Rainbow High
- Front cover of Rainbow High
- Author: Alex Sánchez
- Language: English
- Series: Rainbow trilogy
- Genre: Young adult
- Publisher: Simon & Schuster Children's Publishing
- Publication date: November 2003
- Publication place: United States
- Media type: Print (Hardback, Paperback)
- Pages: 272 pp
- ISBN: 978-0-689-85477-4
- OCLC: 52203415
- Preceded by: Rainbow Boys
- Followed by: Rainbow Road

= Rainbow High (book) =

Second novel in a trilogy by Alex Sánchez

Rainbow High is the second novel in the Rainbow trilogy by Mexican American author Alex Sánchez, focusing on the issues gay and questioning youth face as they come of age. This book is the sequel to Rainbow Boys and is followed by Rainbow Road.

== Plot summary ==
It is the final semester of Jason Carillo's, Kyle Meeks's, and Nelson Glassman's senior year of high school. In the beginning they write letters expressing their past experiences and their current issues. They face the issues of coming out to the public, deciding which college to go to, and the ever-present threat of HIV/AIDS.

===Nelson Glassman===
Nelson is relieved to discover he does not have HIV, but his boyfriend Jeremy is HIV-positive. Nelson thinks Jeremy is pushing him away when Jeremy is just afraid of infecting Nelson. Nelson's mother keeps wanting to meet Jeremy and approves of their romantic relationship until she discovers that he is positive. After a while, Nelson suspects Jeremy wants to break up with him, so decides to break up with Jeremy first. They meet in a cafe and Nelson still is undecided about breaking up with Jeremy but eventually Jeremy decides to break up their relationship. Nelson is hurt when Jeremy is immediately content with the idea. Jeremy and Nelson stay friends (or try to), and go to the prom on a platonic date. He is also upset because his best friend Kyle might be going to Princeton without him, leaving him to go to Tech (a boring, nerdy school in his opinion) alone. He feels insecure about his loneliness and his friends, and feels a little left out sometimes. Nelson ultimately decides to not go to Tech since he wants to figure out what he wants to do with his life.

===Kyle Meeks===
Kyle faces the problem of deciding which college to go to: Princeton or Tech. Jason may be going to Tech, so Kyle invests his hope in the possibility of going to Tech with him and his best friend Nelson. He encourages Jason to come out and hopes that he and Jason will be able to be open about their relationship. There are also problems on the swim team when someone has their parent write a letter to the coach saying that they don't want to shower with a homosexual, forcing Kyle to wait until he gets home to shower.
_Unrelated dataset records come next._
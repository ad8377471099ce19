use attitude::nalgebra as na;
use attitude::{axis_tips, utils::deg_to_rad, Cube, RotationMatrix};
use egui::{Align2, Color32, FontId, Pos2, Rect, Sense, Shape, Stroke, Ui};

pub const ROLL_COLOR: Color32 = Color32::from_rgb(214, 39, 40);
pub const PITCH_COLOR: Color32 = Color32::from_rgb(44, 160, 44);
pub const YAW_COLOR: Color32 = Color32::from_rgb(31, 119, 180);

const FACE_FILL: Color32 = Color32::from_rgba_premultiplied(81, 124, 141, 153);
const AXIS_LABELS: [&str; 3] = ["X (Roll)", "Y (Pitch)", "Z (Yaw)"];

/// Fixed parallel-projection camera looking at the origin
#[derive(Debug, Clone, Copy)]
pub struct Camera {
    right: na::Vector3<f64>,
    up: na::Vector3<f64>,
    toward_viewer: na::Vector3<f64>,
}

impl Default for Camera {
    fn default() -> Self {
        Self::new(30.0, -60.0)
    }
}

impl Camera {
    /// Camera at `elevation` degrees above the XY plane, `azimuth` degrees
    /// around Z measured from +X.
    pub fn new(elevation: f64, azimuth: f64) -> Self {
        let (se, ce) = deg_to_rad(elevation).sin_cos();
        let (sa, ca) = deg_to_rad(azimuth).sin_cos();
        Self {
            right: na::Vector3::new(-sa, ca, 0.0),
            up: na::Vector3::new(-se * ca, -se * sa, ce),
            toward_viewer: na::Vector3::new(ce * ca, ce * sa, se),
        }
    }

    /// Screen-plane coordinates (x right, y up) and depth (larger is closer)
    pub fn project(&self, point: &na::Vector3<f64>) -> (f64, f64, f64) {
        (
            point.dot(&self.right),
            point.dot(&self.up),
            point.dot(&self.toward_viewer),
        )
    }

    pub fn depth(&self, point: &na::Vector3<f64>) -> f64 {
        point.dot(&self.toward_viewer)
    }
}

/// Faces ordered farthest first, for painter's-algorithm drawing
pub fn faces_back_to_front(
    faces: [[na::Vector3<f64>; 4]; 6],
    camera: &Camera,
) -> Vec<[na::Vector3<f64>; 4]> {
    let mean_depth = |face: &[na::Vector3<f64>; 4]| {
        face.iter().map(|corner| camera.depth(corner)).sum::<f64>() / 4.0
    };
    let mut ordered = faces.to_vec();
    ordered.sort_by(|a, b| mean_depth(a).total_cmp(&mean_depth(b)));
    ordered
}

pub struct SceneOptions<'a> {
    pub title: &'a str,
    pub axis_length: f64,
    /// Drawn only when set
    pub cube: Option<Cube>,
}

/// Maps scene coordinates in [-1, 1]^3 into a screen rectangle
struct Viewport {
    camera: Camera,
    center: Pos2,
    scale: f32,
}

impl Viewport {
    fn new(camera: Camera, rect: Rect) -> Self {
        // the [-1, 1] box projects to at most sqrt(3) from the center
        let scale = 0.5 * rect.width().min(rect.height()) / 3.0_f32.sqrt();
        Self {
            camera,
            center: rect.center(),
            scale,
        }
    }

    fn to_screen(&self, point: &na::Vector3<f64>) -> Pos2 {
        let (x, y, _) = self.camera.project(point);
        Pos2::new(
            self.center.x + x as f32 * self.scale,
            self.center.y - y as f32 * self.scale,
        )
    }
}

pub fn draw(ui: &mut Ui, rotation: &RotationMatrix, options: &SceneOptions<'_>) {
    let (response, painter) = ui.allocate_painter(ui.available_size(), Sense::hover());
    let rect = response.rect;
    let viewport = Viewport::new(Camera::default(), rect.shrink(24.0));
    let text_color = ui.visuals().text_color();

    painter.text(
        rect.center_top(),
        Align2::CENTER_TOP,
        options.title,
        FontId::proportional(15.0),
        text_color,
    );

    draw_bounding_box(&painter, &viewport, Stroke::new(1.0, ui.visuals().weak_text_color()));

    if let Some(cube) = &options.cube {
        for face in faces_back_to_front(cube.faces(rotation), &viewport.camera) {
            let points = face.iter().map(|corner| viewport.to_screen(corner)).collect();
            painter.add(Shape::convex_polygon(
                points,
                FACE_FILL,
                Stroke::new(1.0, Color32::BLACK),
            ));
        }
    }

    let origin = viewport.to_screen(&na::Vector3::zeros());
    let colors = [ROLL_COLOR, PITCH_COLOR, YAW_COLOR];
    for ((tip, color), label) in axis_tips(rotation, options.axis_length)
        .iter()
        .zip(colors)
        .zip(AXIS_LABELS)
    {
        let end = viewport.to_screen(tip);
        painter.arrow(origin, end - origin, Stroke::new(2.5, color));
        painter.text(end, Align2::LEFT_BOTTOM, label, FontId::proportional(12.0), color);
    }

    // legend
    for (i, (label, color)) in AXIS_LABELS.iter().zip(colors).enumerate() {
        painter.text(
            rect.left_top() + egui::vec2(6.0, 24.0 + i as f32 * 16.0),
            Align2::LEFT_TOP,
            format!("- {}", label),
            FontId::proportional(12.0),
            color,
        );
    }
}

fn draw_bounding_box(painter: &egui::Painter, viewport: &Viewport, stroke: Stroke) {
    let corners = Cube::new(1.0).corners();
    // bottom ring, top ring, verticals
    const EDGES: [(usize, usize); 12] = [
        (0, 1),
        (1, 2),
        (2, 3),
        (3, 0),
        (4, 5),
        (5, 6),
        (6, 7),
        (7, 4),
        (0, 4),
        (1, 5),
        (2, 6),
        (3, 7),
    ];
    for (a, b) in EDGES {
        painter.line_segment(
            [viewport.to_screen(&corners[a]), viewport.to_screen(&corners[b])],
            stroke,
        );
    }
}
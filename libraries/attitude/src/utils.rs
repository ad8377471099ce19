use core::f64::consts::PI;

/// Convert degrees to radians
pub fn deg_to_rad(deg: f64) -> f64 {
    deg * PI / 180.0
}
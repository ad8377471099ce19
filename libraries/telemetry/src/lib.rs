//! # Telemetry
//!
//! Line-oriented input for the tilt viewer: where lines come from
//! ([`LineSource`]), what they mean ([`parse_line`]) and how they update the
//! sample histories ([`Monitor`]).
//!
//! ## Wire format
//!
//! One sample per line, either
//!
//! - a JSON object with a sensor block:
//!   `{"MPU9250": {"accel": {..}, "gyro": {..}, "mag": {..}, "roll": r, "pitch": p, "yaw": y}}`
//! - a bare number (legacy single-value feed), or
//! - the sentinel `END`, which separates frames and is ignored.

pub mod error;
pub mod frame;
pub mod monitor;
pub mod source;

pub use error::{TelemetryError, TelemetryResult};
pub use frame::{parse_line, Axes, Frame, ImuReading, DEFAULT_SENSOR_BLOCK, END_SENTINEL};
pub use monitor::{Monitor, MonitorConfig, Slope, Tick, DEFAULT_SLOPE_THRESHOLD};
#[cfg(feature = "serial")]
pub use source::SerialSource;
pub use source::{LineSource, ReaderSource};
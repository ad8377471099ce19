use std::io::{BufRead, ErrorKind};

#[cfg(feature = "serial")]
use std::{io::BufReader, time::Duration};

use crate::error::{TelemetryError, TelemetryResult};

/// Supplier of newline-delimited text lines
pub trait LineSource {
    /// Read the next line without its terminator or surrounding whitespace.
    ///
    /// Returns `Ok(None)` when no complete line arrived before the transport
    /// timed out, and `Err(TelemetryError::Closed)` at end of stream.
    fn read_line(&mut self) -> TelemetryResult<Option<String>>;
}

impl<T: LineSource + ?Sized> LineSource for Box<T> {
    fn read_line(&mut self) -> TelemetryResult<Option<String>> {
        (**self).read_line()
    }
}

/// Line source over any buffered reader (stdin, a replay file, a serial port).
///
/// Bytes of a partial line are kept across timeouts, so a slow device never
/// splits a line in two.
pub struct ReaderSource<R> {
    reader: R,
    pending: Vec<u8>,
}

impl<R: BufRead> ReaderSource<R> {
    pub fn new(reader: R) -> Self {
        Self {
            reader,
            pending: Vec::with_capacity(256),
        }
    }
}

impl<R: BufRead> LineSource for ReaderSource<R> {
    fn read_line(&mut self) -> TelemetryResult<Option<String>> {
        match self.reader.read_until(b'\n', &mut self.pending) {
            Ok(0) if self.pending.is_empty() => Err(TelemetryError::Closed),
            Ok(_) => {
                // a full line, or the unterminated tail of the stream
                let line = decode_line(&self.pending);
                self.pending.clear();
                Ok(Some(line))
            }
            Err(e) if is_timeout(e.kind()) => Ok(None),
            Err(e) => Err(e.into()),
        }
    }
}

fn is_timeout(kind: ErrorKind) -> bool {
    matches!(
        kind,
        ErrorKind::TimedOut | ErrorKind::WouldBlock | ErrorKind::Interrupted
    )
}

/// Decode as UTF-8, dropping invalid byte sequences, and trim
fn decode_line(bytes: &[u8]) -> String {
    let text: String = bytes.utf8_chunks().map(|chunk| chunk.valid()).collect();
    text.trim().to_string()
}

/// Serial port opened for reading lines.
///
/// The port is closed when the source is dropped.
#[cfg(feature = "serial")]
pub struct SerialSource {
    path: String,
    inner: ReaderSource<BufReader<Box<dyn serialport::SerialPort>>>,
}

#[cfg(feature = "serial")]
impl SerialSource {
    pub fn open(path: &str, baud_rate: u32, timeout: Duration) -> TelemetryResult<Self> {
        let port = serialport::new(path, baud_rate).timeout(timeout).open()?;
        log::info!("Opened serial port {} at {} baud", path, baud_rate);
        Ok(Self {
            path: path.to_string(),
            inner: ReaderSource::new(BufReader::new(port)),
        })
    }
}

#[cfg(feature = "serial")]
impl LineSource for SerialSource {
    fn read_line(&mut self) -> TelemetryResult<Option<String>> {
        self.inner.read_line()
    }
}

#[cfg(feature = "serial")]
impl Drop for SerialSource {
    fn drop(&mut self) {
        log::info!("Closed serial port {}", self.path);
    }
}
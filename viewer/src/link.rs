use std::{
    sync::mpsc,
    thread::JoinHandle,
    time::{Duration, Instant},
};

use log::{info, warn};
use telemetry::{LineSource, TelemetryError};

pub enum LinkCommand {
    Stop,
}

#[derive(Debug, PartialEq)]
pub enum LinkEvent {
    /// One line of telemetry text
    Line(String),
    /// The source ended or failed; no more events follow
    Closed(String),
}

/// Transport thread: owns the line source and forwards raw lines.
///
/// Parsing and all history updates stay on the UI thread.
pub struct LinkWorker {
    source: Box<dyn LineSource + Send>,
}

impl LinkWorker {
    pub fn new(source: Box<dyn LineSource + Send>) -> Self {
        Self { source }
    }

    pub fn run(
        self,
        to_ui_tx: mpsc::Sender<LinkEvent>,
        to_worker_rx: mpsc::Receiver<LinkCommand>,
    ) -> JoinHandle<()> {
        let mut worker = self;
        std::thread::spawn(move || {
            info!("Link thread started");
            loop {
                match to_worker_rx.try_recv() {
                    Ok(LinkCommand::Stop) | Err(mpsc::TryRecvError::Disconnected) => {
                        break;
                    }
                    Err(mpsc::TryRecvError::Empty) => {}
                }

                match worker.source.read_line() {
                    Ok(Some(line)) => {
                        if to_ui_tx.send(LinkEvent::Line(line)).is_err() {
                            break;
                        }
                    }
                    // read timed out, poll for commands again
                    Ok(None) => {}
                    Err(TelemetryError::Closed) => {
                        let _ = to_ui_tx.send(LinkEvent::Closed("end of stream".to_string()));
                        break;
                    }
                    Err(e) => {
                        warn!("Link read failed: {}", e);
                        let _ = to_ui_tx.send(LinkEvent::Closed(e.to_string()));
                        break;
                    }
                }
            }
            // dropping the worker releases the source
            drop(worker);
            info!("Link thread stopped");
        })
    }
}

pub struct Link {
    from_worker_rx: mpsc::Receiver<LinkEvent>,
    to_worker_tx: Option<mpsc::Sender<LinkCommand>>,
    worker_thread: Option<JoinHandle<()>>,
    stop_timeout: Duration,
}

impl Link {
    /// Spawn the transport thread.
    ///
    /// `stop_timeout` bounds how long [`Link::stop`] waits for a blocked read.
    pub fn start(source: Box<dyn LineSource + Send>, stop_timeout: Duration) -> Self {
        let (to_ui_tx, from_worker_rx) = mpsc::channel();
        let (to_worker_tx, to_worker_rx) = mpsc::channel();
        let worker_thread = LinkWorker::new(source).run(to_ui_tx, to_worker_rx);
        Self {
            from_worker_rx,
            to_worker_tx: Some(to_worker_tx),
            worker_thread: Some(worker_thread),
            stop_timeout,
        }
    }

    /// Everything received since the last call, without blocking
    pub fn drain(&self) -> Vec<LinkEvent> {
        self.from_worker_rx.try_iter().collect()
    }

    pub fn is_running(&self) -> bool {
        self.worker_thread
            .as_ref()
            .is_some_and(|handle| !handle.is_finished())
    }

    pub fn stop(&mut self) {
        if let Some(tx) = self.to_worker_tx.take() {
            let _ = tx.send(LinkCommand::Stop);
        }
        if let Some(handle) = self.worker_thread.take() {
            let deadline = Instant::now() + self.stop_timeout;
            while !handle.is_finished() && Instant::now() < deadline {
                std::thread::sleep(Duration::from_millis(10));
            }
            if handle.is_finished() {
                if handle.join().is_err() {
                    warn!("Link thread panicked");
                }
            } else {
                // stdin and files without a timeout can block forever
                warn!("Link thread still blocked on a read, detaching it");
            }
        }
    }
}

impl Drop for Link {
    fn drop(&mut self) {
        self.stop();
    }
}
When the team stays in a hotel for a big swim meet, Kyle gets upset when his teammates refuse to share a room with him and almost walks out of frustration. Coach threatens to take him out of the meet and calls Kyle's father. Kyle apologizes (his father has told him to) and he is able to swim in the meet. Later Kyle's father talks to the swim Coach and defends his son and his son's homosexuality. In the end, Kyle decides to go to Princeton, and goes to the prom with Jason.

===Jason Carrillo===
Jason wants to come out to the team but is afraid that he will lose his scholarship from Tech. He tells his Coach who handles it very well and so does the team. The team wins state. Jason and Debra have a civil conversation. Jason's confused on why Kyle would give up Princeton for him. He doesn't want Kyle to throw his life away. Jason gives a TV interview about his homosexuality and when asked if he has a boyfriend, he says no. Kyle is upset about this. When the team wins state, he and Kyle kiss on the court which makes up for the interview. Jason's mother is still having a hard time accepting his sexuality. Tech takes his scholarship away saying that it was due to an altercation earlier that year. Jason thinks that this is false. He and Kyle finally go to the prom together. Then he and Kyle have sex together.

== Reception ==
Publishers Weekly reviewed the novel positively stating that "[t]he author expertly mixes coming-out issues with the universal complications of first love." While Kirkus predicted that the "[f]ans of the first book will enjoy this second helping of sometimes-melodramatic soapy goodness."